En la conversación de Cioran con Leo Vergine leemos la siguiente respuesta a la pregunta “¿Cuándo está usted contento?”: ”A veces lo estoy. Muchas veces lo estoy… ¿Qué podría decirle? No puedo describir un día de sol; por lo demás, el sol me deprime, estoy sujeto a la melancolía. Mi obra… en una palabra… mis libros ofrecen una idea incompleta. La epilepsia no realizada se trasladó a mis libros, casi todo lo que he escrito lo he escrito en momentos de negra exaltación. Puedo decir que desde la edad de diecisiete años no he pasado un solo día sin un ataque de melancolía. Pero en sociedad soy el hombre más alegre que imaginarse pueda. (…) Más adelante Cioran añade: “Cada uno de mis escritos es una victoria sobre el desánimo”.

Cioran procedía de una aldea de transilvania y se reconocía en el carácter español. Incluso sentía una “misteriosa” proximidad con el ser y el temperamento español. En cambio, cuando un servidor visitó transilvania, algo en mi carne se deshizo como el bebé ante el olor de la leche del seno materno. Apenas he conocido a un par de personas  que proceden de transilvania, ni siquiera a ellas las he tratado con la profundidad necesarias para sentirme  próximo a ellas o semejante, en cambio, los olores, la humedad veraniega, el paisaje, los pensadores y artistas españoles que Cioran sentía próximos, en mi caso sucede lo opuesto con los pensadores, artistas y paisajes transilvanos que me hacen  retrotraerme a una memoria ignota, que quizá tenga simiente en algún punto no localizado entre mi psique y mi ser.

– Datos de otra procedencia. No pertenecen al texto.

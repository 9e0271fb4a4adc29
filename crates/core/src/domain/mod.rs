// Domain Layer - Pure search model and job state machine

pub mod error;
pub mod job;
pub mod location;
pub mod query;
pub mod record;
pub mod status;
pub mod timestamp;

// Re-exports
pub use error::DomainError;
pub use job::{Job, JobState, RequestLocation};
pub use location::Location;
pub use query::{
    AdhocCriteriaBlock, ConjunctionQuery, ConjunctionType, CriteriaBlock, DataProductQuery,
    DataProductType, EphemerisQuery, EventsCriteriaBlock, Hemisphere, LogicalOperator, MaxDistances,
    MetadataFilter, MetadataFilterExpression, MetadataOperator, SpaceCriteriaBlock, TimeRange,
};
pub use record::{ConjunctionEvent, ConjunctionRecord, DataProductRecord, DataSource, EphemerisRecord};
pub use status::{LogEntry, StatusReport, StatusResponse, StatusSnapshot};
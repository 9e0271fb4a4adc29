// Status snapshot of a submitted search request

use serde::{Deserialize, Serialize};

/// Last known server-side progress of a request
///
/// Value type: every refresh replaces the whole snapshot.
#[derive(Debug, Clone, PartialEq, Eq, Serialize, Deserialize)]
pub struct StatusSnapshot {
    pub completed: bool,
    pub data_location: Option<String>,
    pub error_condition: bool,
    pub result_byte_size: u64,
    pub result_count: u64,
}

impl StatusSnapshot {
    /// Snapshot of a request the service is still working on
    pub fn pending() -> Self {
        Self {
            completed: false,
            data_location: None,
            error_condition: false,
            result_byte_size: 0,
            result_count: 0,
        }
    }

    /// Snapshot of a request whose results are ready at `data_location`
    pub fn ready(data_location: impl Into<String>, result_count: u64, result_byte_size: u64) -> Self {
        Self {
            completed: true,
            data_location: Some(data_location.into()),
            error_condition: false,
            result_byte_size,
            result_count,
        }
    }

    /// Snapshot of a request that ended in an error condition
    pub fn errored() -> Self {
        Self {
            completed: true,
            data_location: None,
            error_condition: true,
            result_byte_size: 0,
            result_count: 0,
        }
    }

    pub fn has_data(&self) -> bool {
        self.data_location.is_some()
    }
}

/// One server-side log line for a request
#[derive(Debug, Clone, PartialEq, Eq, Serialize, Deserialize)]
pub struct LogEntry {
    #[serde(default)]
    pub level: String,
    #[serde(default)]
    pub summary: String,
    #[serde(default)]
    pub timestamp: Option<String>,
}

/// Snapshot plus the log list that came with it
#[derive(Debug, Clone, PartialEq, Eq)]
pub struct StatusReport {
    pub snapshot: StatusSnapshot,
    pub logs: Vec<LogEntry>,
}

/// Status body as returned by `GET <request_url>`
#[derive(Debug, Clone, Deserialize)]
pub struct StatusResponse {
    pub search_result: SearchResult,
    #[serde(default)]
    pub logs: Vec<LogEntry>,
}

#[derive(Debug, Clone, Deserialize)]
pub struct SearchResult {
    #[serde(default)]
    pub data_uri: Option<String>,
    #[serde(default)]
    pub error_condition: Option<bool>,
    #[serde(default)]
    pub file_size: Option<u64>,
    #[serde(default)]
    pub result_count: Option<u64>,
    #[serde(default)]
    pub completed_timestamp: Option<String>,
}

impl StatusResponse {
    /// Split the wire body into the snapshot and the log list
    pub fn into_report(self) -> StatusReport {
        let r = self.search_result;
        let error_condition = r.error_condition.unwrap_or(false);
        let snapshot = StatusSnapshot {
            completed: r.data_uri.is_some() || error_condition || r.completed_timestamp.is_some(),
            data_location: r.data_uri,
            error_condition,
            result_byte_size: r.file_size.unwrap_or(0),
            result_count: r.result_count.unwrap_or(0),
        };
        StatusReport {
            snapshot,
            logs: self.logs,
        }
    }
}

#[cfg(test)]
mod tests {
    use super::*;
    use serde_json::json;

    #[test]
    fn test_running_request() {
        let body = json!({
            "search_result": {
                "data_uri": null,
                "error_condition": false,
                "file_size": null,
                "result_count": null
            },
            "logs": [
                {"level": "info", "summary": "search queued", "timestamp": "2022-01-01T00:00:00"}
            ]
        });

        let resp: StatusResponse = serde_json::from_value(body).unwrap();
        let StatusReport { snapshot, logs } = resp.into_report();

        assert_eq!(snapshot, StatusSnapshot::pending());
        assert_eq!(logs.len(), 1);
        assert_eq!(logs[0].summary, "search queued");
    }

    #[test]
    fn test_finished_request() {
        let body = json!({
            "search_result": {
                "data_uri": "/api/v1/ephemeris/requests/abc/data",
                "error_condition": false,
                "file_size": 2048,
                "result_count": 12,
                "completed_timestamp": "2022-01-01T00:00:03"
            }
        });

        let resp: StatusResponse = serde_json::from_value(body).unwrap();
        let StatusReport { snapshot, logs } = resp.into_report();

        assert!(snapshot.completed);
        assert!(snapshot.has_data());
        assert_eq!(snapshot.result_count, 12);
        assert_eq!(snapshot.result_byte_size, 2048);
        assert!(logs.is_empty());
    }

    #[test]
    fn test_missing_search_result_is_rejected() {
        let res: Result<StatusResponse, _> = serde_json::from_value(json!({"logs": []}));
        assert!(res.is_err());
    }
}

Leo a Cioran y no lo encuentro pesimista, más bien al contrario, en todo momento luce en sus aforismos y explicaciones un humor sutil, pero punzante. El pesimista no conoce el humor, ni el humorismo, sólo lo grave y la pomposidad. Me parece del todo injustificado ese aspecto negativo de la palabra pesimista aplicada a los escritos del rumano que escribió en francés. Un servidor propondría cambiar ese tópico por el de honestidad; en efecto, Cioran resulta honesto y se trasluce en estas joyas que son las entrevistas que conforman el volumen citado. No siempre el autor sale bien parado en las respuestas, pero Cioran hace tiempo que superó el umbral de lo bienpensante o de lo correcto, por lo tanto, no se nos presenta como un santo, pero tampoco como el “rey de los herejes”, simplemente intenta responder a las preguntas con honestidad. Al igual que haría en un caso parecido Beckett o Kundera, si concediera entrevistas. Esa honestidad le impidió pasarse sesenta años de su vida respondiendo a las mismas preguntas, puesto que ese ejetreo le supondría al pensador una sesión interminable donde escribiría una y  otra vez el mismo libro. Por este motivo, Cioran y otros autores de gran talla eluden las entrevistas, porque detestan la repetición sobre sí mismos. Les interesa más la literatura, la vida, o la supervivencia.

Me resulta difícil no encontrarme en muchas de las respuestas de Cioran.  En su advocación como autor, nos confirma la necesidad terapéutica de su escritura: “Generalmente , escribir es inútil, pero como nadie puede hacer nada por nadie, puedes hacerlo entonces por ti mismo para `curarte´, aunque sólo sea momentáneamente. Las páginas más siniestras que he escrito me  han hecho reír, más adelante. Al releerlas, resultan de nuevo deprimentes, pero lo que corrijo es el estilo, no el pensamiento. Si de verdad fuera pesimista, la mayoría de la gente no me leería. Me consideran incluso `consolador´.”.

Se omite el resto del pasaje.